- Also known as: Shyam
- Born: Samuel Joseph March 18, 1937 (age 89)
- Origin: Guindy, Tamil Nadu, India
- Genre: Film score
- Occupation: Music director
- Instruments: Harmonium, violin
- Years active: 1963–present

= Shyam (composer) =

Indian composer

Samuel Joseph (born 1937), better known as Shyam, is a music composer who works in Malayalam cinema.

From the mid-1970s to the late 1980s, Shyam had a prolific run as a composer in the Malayalam film industry, composing for nearly 200 films.
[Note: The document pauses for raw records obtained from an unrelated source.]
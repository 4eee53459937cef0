//! Single-hop HTTP forwarding proxy library.

pub mod config;
pub mod error;
pub mod filters;
pub mod http;
pub mod identity;
pub mod lifecycle;
pub mod net;
pub mod observability;
pub mod security;

pub use config::schema::ProxyConfig;
pub use error::ProxyError;
pub use filters::{FilterChain, PostCallFilter, PreCallFilter};
pub use http::{ForwardingEngine, HttpServer};
pub use identity::ProxyIdentity;
pub use lifecycle::Shutdown;
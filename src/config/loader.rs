//! Configuration loading from disk.

use std::fs;
use std::path::Path;

use crate::config::schema::ProxyConfig;
use crate::config::validation::{validate_config, ValidationError};

/// Error type for configuration loading.
#[derive(Debug, thiserror::Error)]
pub enum ConfigError {
    #[error("IO error: {0}")]
    Io(#[from] std::io::Error),
    #[error("Parse error: {0}")]
    Parse(#[from] toml::de::Error),
    #[error("Validation failed: {}", join_errors(.0))]
    Validation(Vec<ValidationError>),
}

fn join_errors(errors: &[ValidationError]) -> String {
    errors
        .iter()
        .map(ToString::to_string)
        .collect::<Vec<_>>()
        .join(", ")
}

/// Load and validate configuration from a TOML file.
pub fn load_config(path: &Path) -> Result<ProxyConfig, ConfigError> {
    let content = fs::read_to_string(path)?;
    parse_config(&content)
}

/// Parse and validate configuration from a TOML document.
pub fn parse_config(content: &str) -> Result<ProxyConfig, ConfigError> {
    let config: ProxyConfig = toml::from_str(content)?;
    validate_config(&config).map_err(ConfigError::Validation)?;
    Ok(config)
}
Working with all major directors of the time, Shyam had scored for many hits of Jayan and the early films of Mammootty and Mohanlal.

==Career beginnings==
Shyam apprenticed under maestros M. S. Viswanathan and Salil Chowdhury, the former renaming him 'Shyam'. He has been an assistant for various music directors including Salil Chowdhury, Rajan Nagendra, Satyam, S. Rajeswara Rao, Pendyala Nageswara Rao, AM Raja, TG Lingappa, etc. for several years before venturing as an independent music director. He has also worked as a lead violinist with famous composers like C. Ramachandra, V Dakshinamoorthi, Naushad, Madan Mohan, G. Devarajan, Bombay Ravi, R. D. Burman, etc.

Along with his training in western violin he is also trained in Carnatic classical violin under the tutelage of legendary classical violinist Lalgudi Jayaraman.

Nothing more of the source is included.